3D point cloud registration is a fundamental problem in computer vision and robotics. Recently, learning-based point cloud registration methods have made great progress. However, these methods are sensitive to outliers, which lead to more incorrect correspondences. In this paper, we propose a novel deep graph matching-based framework for point cloud registration. Specifically, we first transform point clouds into graphs and extract deep features for each point. Then, we develop a module based on deep graph matching to calculate a soft correspondence matrix. By using graph matching, not only the local geometry of each point but also its structure and topology in a larger range are considered in establishing correspondences, so that more correct correspondences are found. We train the network with a loss directly defined on the correspondences, and in the test stage the soft correspondences are transformed into hard one-to-one correspondences so that registration can be performed by a correspondence-based solver. Furthermore, we introduce a transformer-based method to generate edges for graph construction, which further improves the quality of the correspondences. Extensive experiments on object-level and scene-level benchmark datasets show that the proposed method achieves state-of-the-art performance.
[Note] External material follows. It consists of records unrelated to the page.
//! OSD Lyrics - synchronized LRC lyrics for whatever is playing
//!
//! - `features`: lyrics parsing and display, lyric file lookup, settings
//! - `playback`: playback clock and position smoothing
//! - `player`: the media player boundary
//! - `session`: everything wired together for one watched player

pub mod features;
pub mod playback;
pub mod player;
pub mod session;
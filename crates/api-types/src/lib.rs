//! Shared request/response types used by API-facing crates.
//!
//! Request bodies keep every field optional: presence is checked by the server
//! so that any missing field yields the same validation error.

use serde::{Deserialize, Serialize};
use serde_json::Number;

#[derive(Debug, Clone, PartialEq, Eq, Serialize, Deserialize)]
pub struct HealthCheckResponse {
    pub status: String,
}

impl HealthCheckResponse {
    #[must_use]
    pub fn ok() -> Self {
        Self {
            status: "ok".to_string(),
        }
    }
}

/// Body of every non-2xx response.
#[derive(Debug, Clone, PartialEq, Eq, Serialize, Deserialize)]
pub struct ErrorResponse {
    pub error: String,
}

impl ErrorResponse {
    #[must_use]
    pub fn new(error: impl Into<String>) -> Self {
        Self {
            error: error.into(),
        }
    }
}

/// Confirmation body returned by delete endpoints.
#[derive(Debug, Clone, PartialEq, Eq, Serialize, Deserialize)]
pub struct MessageResponse {
    pub message: String,
}

impl MessageResponse {
    #[must_use]
    pub fn new(message: impl Into<String>) -> Self {
        Self {
            message: message.into(),
        }
    }
}

#[derive(Debug, Clone, Default, PartialEq, Deserialize)]
pub struct CreateProductRequest {
    pub nombre: Option<String>,
    pub descripcion: Option<String>,
    pub precio: Option<Number>,
    pub foto_url: Option<String>,
    pub usuario_id: Option<String>,
}

#[derive(Debug, Clone, Default, PartialEq, Deserialize)]
pub struct UpdateProductRequest {
    pub nombre: Option<String>,
    pub descripcion: Option<String>,
    pub precio: Option<Number>,
    pub foto_url: Option<String>,
}

#[derive(Debug, Clone, PartialEq, Serialize, Deserialize)]
pub struct ProductResponse {
    pub id: String,
    #[serde(default, skip_serializing_if = "Option::is_none")]
    pub nombre: Option<String>,
    #[serde(default, skip_serializing_if = "Option::is_none")]
    pub descripcion: Option<String>,
    #[serde(default, skip_serializing_if = "Option::is_none")]
    pub precio: Option<Number>,
    #[serde(default, skip_serializing_if = "Option::is_none")]
    pub foto_url: Option<String>,
    #[serde(default, skip_serializing_if = "Option::is_none")]
    pub fecha_publicacion: Option<String>,
    #[serde(default, skip_serializing_if = "Option::is_none")]
    pub usuario_id: Option<String>,
}

#[derive(Debug, Clone, Default, PartialEq, Eq, Deserialize)]
pub struct CreateUserRequest {
    pub nombre: Option<String>,
    pub apellido: Option<String>,
    pub correo: Option<String>,
    pub contrasena: Option<String>,
    pub contacto: Option<String>,
}

#[derive(Debug, Clone, Default, PartialEq, Eq, Deserialize)]
pub struct UpdateUserRequest {
    pub nombre: Option<String>,
    pub apellido: Option<String>,
    pub correo: Option<String>,
    pub contacto: Option<String>,
}

/// Public view of a user. The password never leaves the server.
///
/// Record views omit fields the stored record does not carry.
#[derive(Debug, Clone, PartialEq, Eq, Serialize, Deserialize)]
pub struct UserResponse {
    pub id: String,
    #[serde(default, skip_serializing_if = "Option::is_none")]
    pub nombre: Option<String>,
    #[serde(default, skip_serializing_if = "Option::is_none")]
    pub apellido: Option<String>,
    #[serde(default, skip_serializing_if = "Option::is_none")]
    pub correo: Option<String>,
    #[serde(default, skip_serializing_if = "Option::is_none")]
    pub contacto: Option<String>,
}

#[derive(Debug, Clone, Default, PartialEq, Eq, Deserialize)]
pub struct CreateChatRequest {
    pub producto_id: Option<String>,
    pub ofertante_id: Option<String>,
    pub interesado_id: Option<String>,
}

#[derive(Debug, Clone, PartialEq, Eq, Serialize, Deserialize)]
pub struct ChatResponse {
    pub id: String,
    #[serde(default, skip_serializing_if = "Option::is_none")]
    pub producto_id: Option<String>,
    #[serde(default, skip_serializing_if = "Option::is_none")]
    pub ofertante_id: Option<String>,
    #[serde(default, skip_serializing_if = "Option::is_none")]
    pub interesado_id: Option<String>,
    #[serde(default, skip_serializing_if = "Option::is_none")]
    pub fecha_creacion: Option<String>,
}

#[derive(Debug, Clone, Default, PartialEq, Eq, Deserialize)]
pub struct CreateMessageRequest {
    pub chat_id: Option<String>,
    pub emisor_id: Option<String>,
    pub contenido: Option<String>,
}

#[derive(Debug, Clone, PartialEq, Eq, Serialize, Deserialize)]
pub struct MessageRecordResponse {
    pub id: String,
    #[serde(default, skip_serializing_if = "Option::is_none")]
    pub chat_id: Option<String>,
    #[serde(default, skip_serializing_if = "Option::is_none")]
    pub emisor_id: Option<String>,
    #[serde(default, skip_serializing_if = "Option::is_none")]
    pub contenido: Option<String>,
    #[serde(default, skip_serializing_if = "Option::is_none")]
    pub fecha_envio: Option<String>,
}

#[cfg(test)]
mod tests {
    use super::*;

    #[test]
    fn health_check_ok_payload() {
        let response = HealthCheckResponse::ok();
        assert_eq!(response.status, "ok");
    }

    #[test]
    fn error_response_uses_error_key() {
        let json = serde_json::to_value(ErrorResponse::new("Chat no encontrado"))
            .expect("serialize error response");

        assert_eq!(json, serde_json::json!({ "error": "Chat no encontrado" }));
    }

    #[test]
    fn missing_and_null_request_fields_deserialize_as_none() {
        let request: CreateProductRequest =
            serde_json::from_str(r#"{"nombre":"Mesa","precio":null}"#)
                .expect("partial body should deserialize");

        assert_eq!(request.nombre.as_deref(), Some("Mesa"));
        assert!(request.precio.is_none());
        assert!(request.usuario_id.is_none());
    }

    #[test]
    fn user_response_has_no_password_field() {
        let response = UserResponse {
            id: "u1".to_string(),
            nombre: Some("Ana".to_string()),
            apellido: Some("Pérez".to_string()),
            correo: Some("ana@example.com".to_string()),
            contacto: None,
        };

        let json = serde_json::to_value(response).expect("serialize user");
        assert!(json.get("contrasena").is_none());
        assert!(json.get("contacto").is_none());
    }
}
三维点云配准是计算机视觉和机器人学中的一个基本问题。最近,基于学习的点云配准方法取得了很大的进展。然而,这些方法对点云数据中的离群点很敏感,容易导致更多错误的对应关系。在本文中,我们提出了一种新颖的基于深度图匹配的点云配准框架。具体来说,我们首先将点云转换为图,并为每个点提取深度特征。然后,我们开发了一个基于深度图匹配的模块来计算软对应矩阵。通过使用图匹配,不仅可以考虑每个点的局部几何形状,还可以考虑更大范围内的结构和拓扑关系,从而找到更多正确的对应关系。我们使用直接定义在对应关系上的损失来训练网络,在测试阶段,软对应关系被转换为硬一一对应关系,以便通过基于对应关系的求解器进行配准。此外,我们引入了一种基于 Transformer 的方法来生成图的边,这进一步提高了对应关系的质量。在物体级和场景级基准数据集上的广泛实验表明,所提出的方法取得了最先进的性能。